有研究发现，人参皂苷Rh2能通过抑制HDAC1、HDAC2、HDAC6的表达而发挥抑制白血病细胞增殖的作用[12]，因此该成分可能是一种天然的HDAC抑制剂（histone deacetylase inhibitor，HDACi）。已有研究表明，HDAC1在结肠癌、肝癌等多种肿瘤细胞中呈高表达，可参与组蛋白和非组蛋白的去乙酰化，并且与患者的不良预后存在密切关联[13—14]。本研究在前期研究的基础上，通过Western blot实验检测发现，人参皂苷Rh2可下调2种人胶质瘤细胞中HDAC1蛋白的表达，且这种作用有一定的浓度依赖趋势。可见，HDAC1有望成为肿瘤治疗的潜在靶点。
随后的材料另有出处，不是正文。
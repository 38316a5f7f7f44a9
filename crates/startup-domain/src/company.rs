//! Company module - the persisted startup entity

use crate::id::EntityId;
use crate::validation::{check_length, check_range, ValidationError};
use serde::{Deserialize, Serialize};

/// Earliest accepted founding year
pub const MIN_FOUNDED_YEAR: i64 = 1900;

/// Latest accepted founding year
pub const MAX_FOUNDED_YEAR: i64 = 2025;

/// A persisted company row
#[derive(Debug, Clone, PartialEq, Serialize, Deserialize)]
pub struct Company {
    /// Generated at insert time
    pub id: EntityId,

    /// Globally unique in the store
    pub name: String,

    /// Short marketing line
    pub tagline: String,

    /// Long-form description
    pub description: String,

    /// Industry label (the generator uses the catalog in [`crate::industry`])
    pub industry: String,

    /// Year the company was founded
    pub founded_year: i64,

    /// Head count
    pub employee_count: i64,

    /// "City, Country"
    pub headquarters: String,

    /// Optional website
    pub website_url: Option<String>,

    /// Unix timestamp of insertion
    pub created_at: u64,
}

/// Validated input for creating a company
#[derive(Debug, Clone, PartialEq, Serialize, Deserialize)]
pub struct NewCompany {
    /// Company name
    pub name: String,
    /// Short marketing line
    pub tagline: String,
    /// Long-form description
    pub description: String,
    /// Industry label
    pub industry: String,
    /// Year the company was founded
    pub founded_year: i64,
    /// Head count
    pub employee_count: i64,
    /// "City, Country"
    pub headquarters: String,
    /// Optional website
    #[serde(default)]
    pub website_url: Option<String>,
}

impl NewCompany {
    /// Check every field against the persisted constraints
    pub fn validate(&self) -> Result<(), ValidationError> {
        validate_name(&self.name)?;
        validate_tagline(&self.tagline)?;
        validate_description(&self.description)?;
        validate_industry(&self.industry)?;
        validate_founded_year(self.founded_year)?;
        validate_employee_count(self.employee_count)?;
        validate_headquarters(&self.headquarters)?;
        if let Some(url) = &self.website_url {
            validate_website_url(url)?;
        }
        Ok(())
    }

    /// Turn the input into a row with a fresh id
    pub fn into_company(self, id: EntityId, created_at: u64) -> Company {
        Company {
            id,
            name: self.name,
            tagline: self.tagline,
            description: self.description,
            industry: self.industry,
            founded_year: self.founded_year,
            employee_count: self.employee_count,
            headquarters: self.headquarters,
            website_url: self.website_url,
            created_at,
        }
    }
}

/// Partial update of a company; only `Some` fields are applied
#[derive(Debug, Clone, Default, PartialEq, Serialize, Deserialize)]
pub struct CompanyUpdate {
    /// New name
    #[serde(default)]
    pub name: Option<String>,
    /// New tagline
    #[serde(default)]
    pub tagline: Option<String>,
    /// New description
    #[serde(default)]
    pub description: Option<String>,
    /// New industry
    #[serde(default)]
    pub industry: Option<String>,
    /// New founding year
    #[serde(default)]
    pub founded_year: Option<i64>,
    /// New head count
    #[serde(default)]
    pub employee_count: Option<i64>,
    /// New headquarters
    #[serde(default)]
    pub headquarters: Option<String>,
    /// New website
    #[serde(default)]
    pub website_url: Option<String>,
}

impl CompanyUpdate {
    /// Validate the fields that are present
    pub fn validate(&self) -> Result<(), ValidationError> {
        if let Some(v) = &self.name {
            validate_name(v)?;
        }
        if let Some(v) = &self.tagline {
            validate_tagline(v)?;
        }
        if let Some(v) = &self.description {
            validate_description(v)?;
        }
        if let Some(v) = &self.industry {
            validate_industry(v)?;
        }
        if let Some(v) = self.founded_year {
            validate_founded_year(v)?;
        }
        if let Some(v) = self.employee_count {
            validate_employee_count(v)?;
        }
        if let Some(v) = &self.headquarters {
            validate_headquarters(v)?;
        }
        if let Some(v) = &self.website_url {
            validate_website_url(v)?;
        }
        Ok(())
    }

    /// Apply the present fields to a company
    pub fn apply(self, company: &mut Company) {
        if let Some(v) = self.name {
            company.name = v;
        }
        if let Some(v) = self.tagline {
            company.tagline = v;
        }
        if let Some(v) = self.description {
            company.description = v;
        }
        if let Some(v) = self.industry {
            company.industry = v;
        }
        if let Some(v) = self.founded_year {
            company.founded_year = v;
        }
        if let Some(v) = self.employee_count {
            company.employee_count = v;
        }
        if let Some(v) = self.headquarters {
            company.headquarters = v;
        }
        if let Some(v) = self.website_url {
            company.website_url = Some(v);
        }
    }
}

fn validate_name(v: &str) -> Result<(), ValidationError> {
    check_length("name", v, 1, Some(255))
}

fn validate_tagline(v: &str) -> Result<(), ValidationError> {
    check_length("tagline", v, 5, Some(100))
}

fn validate_description(v: &str) -> Result<(), ValidationError> {
    check_length("description", v, 50, None)
}

fn validate_industry(v: &str) -> Result<(), ValidationError> {
    check_length("industry", v, 3, None)
}

fn validate_founded_year(v: i64) -> Result<(), ValidationError> {
    check_range("founded_year", v, MIN_FOUNDED_YEAR, MAX_FOUNDED_YEAR)
}

fn validate_employee_count(v: i64) -> Result<(), ValidationError> {
    if v <= 0 {
        return Err(ValidationError::new("employee_count", "must be greater than 0"));
    }
    Ok(())
}

fn validate_headquarters(v: &str) -> Result<(), ValidationError> {
    check_length("headquarters", v, 5, None)
}

fn validate_website_url(v: &str) -> Result<(), ValidationError> {
    check_length("website_url", v, 0, Some(255))
}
本研究采用CCK-8实验、流式细胞术实验检测了人参皂苷Rh2对人胶质瘤细胞增殖、凋亡的影响，结果显示，人参皂苷Rh2能有效抑制2种人胶质瘤细胞增殖并促进其凋亡。为了进一步明确人参皂苷Rh2对胶质瘤细胞凋亡的影响机制，本研究针对经典的Bcl-2家族蛋白介导的细胞凋亡途径进行了探索。在Bcl-2家族蛋白中，Bax是促凋亡关键蛋白，可促进肿瘤细胞凋亡；Bcl-2是抑制凋亡的关键蛋白，可抑制肿瘤细胞凋亡。现有研究表明，促凋亡蛋白Bax可增加线粒体外膜的通透性，有利于细胞色素C等介质被释放到细胞质中，从而激活下游caspase-3，活化产物cleaved caspase-3可通过破坏细胞来促进细胞凋亡[15]；抑凋亡蛋白Bcl-2则可通过与Bax蛋白形成异二聚体而发挥凋亡抑制作用[16]。可见，细胞凋亡受Bax、Bcl-2蛋白的共同调控。Wang等[17]通过实验证实，下调HDAC1可影响Bcl-2/caspase信号通路的表达，从而促进肿瘤细胞的凋亡。本研究Western blot实验结果显示，人参皂苷Rh2能显著促进2种人胶质瘤细胞中Bax、cleaved caspase-3蛋白的表达，抑制Bcl-2蛋白的表达。

综上所述，人参皂苷Rh2能抑制人胶质瘤U87、U251细胞增殖并促进其凋亡，其作用可能与下调HDAC1蛋白的表达和激活Bcl-2家族蛋白介导的凋亡途径有关。在后续研究中，本课题组拟构建HDAC1转染细胞株，进一步对人参皂苷Rh2的上述作用进行验证，以期为其分子机制的阐释提供参考。